Saved data entries
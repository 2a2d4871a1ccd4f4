//! Utility functions

pub mod time;

pub use time::{current_timestamp_ms, format_timestamp_ms};
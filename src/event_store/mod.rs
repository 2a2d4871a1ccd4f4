//! Event Store Module
//!
//! Append-only editing log with per-workspace ordered retrieval:
//! - `EventStore`: ingest, JSONL persistence and the in-memory index
//! - windowed queries with cursor pagination and time bounds
//! - `EventStoreStats`: counts for operator tooling
//!
//! # Architecture
//!
//! ```text
//! Write Path:
//! ┌─────────┐    ┌─────────────┐    ┌─────────────┐    ┌──────────────────┐
//! │ Editor  │───►│ envelope    │───►│ append to   │───►│ index by         │
//! │ batch   │    │ check       │    │ events.jsonl│    │ (ts, sequence)   │
//! └─────────┘    └─────────────┘    └─────────────┘    └──────────────────┘
//!
//! Read Path:
//! ┌───────────────┐    ┌─────────────────┐    ┌──────────────┐
//! │ workspace     │───►│ range ≤ end,    │───►│ page + next  │
//! │ partition     │    │ content edits   │    │ cursor       │
//! └───────────────┘    └─────────────────┘    └──────────────┘
//! ```

mod cursor;
mod query;
mod stats;
mod store;

pub use stats::{EventStoreStats, WorkspaceStats};
pub use store::{
    EventStore, EventStoreConfig, IngestReport, RejectedRecord, DEFAULT_PAGE_SIZE, MAX_PAGE_SIZE,
};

EXERCISE DETAILS: An exact copy of the lines from the one with "for operator tooling" through the final line of the entries is the whole answer.

RESPONSE BOX:
//! - `EventStoreStats`: counts for operator tooling
//!
//! # Architecture
//!
//! ```text
//! Write Path:
//! ┌─────────┐    ┌─────────────┐    ┌─────────────┐    ┌──────────────────┐
//! │ Editor  │───►│ envelope    │───►│ append to   │───►│ index by         │
//! │ batch   │    │ check       │    │ events.jsonl│    │ (ts, sequence)   │
//! └─────────┘    └─────────────┘    └─────────────┘    └──────────────────┘
//!
//! Read Path:
//! ┌───────────────┐    ┌─────────────────┐    ┌──────────────┐
//! │ workspace     │───►│ range ≤ end,    │───►│ page + next  │
//! │ partition     │    │ content edits   │    │ cursor       │
//! └───────────────┘    └─────────────────┘    └──────────────┘
//! ```

mod cursor;
mod query;
mod stats;
mod store;

pub use stats::{EventStoreStats, WorkspaceStats};
pub use store::{
    EventStore, EventStoreConfig, IngestReport, RejectedRecord, DEFAULT_PAGE_SIZE, MAX_PAGE_SIZE,
};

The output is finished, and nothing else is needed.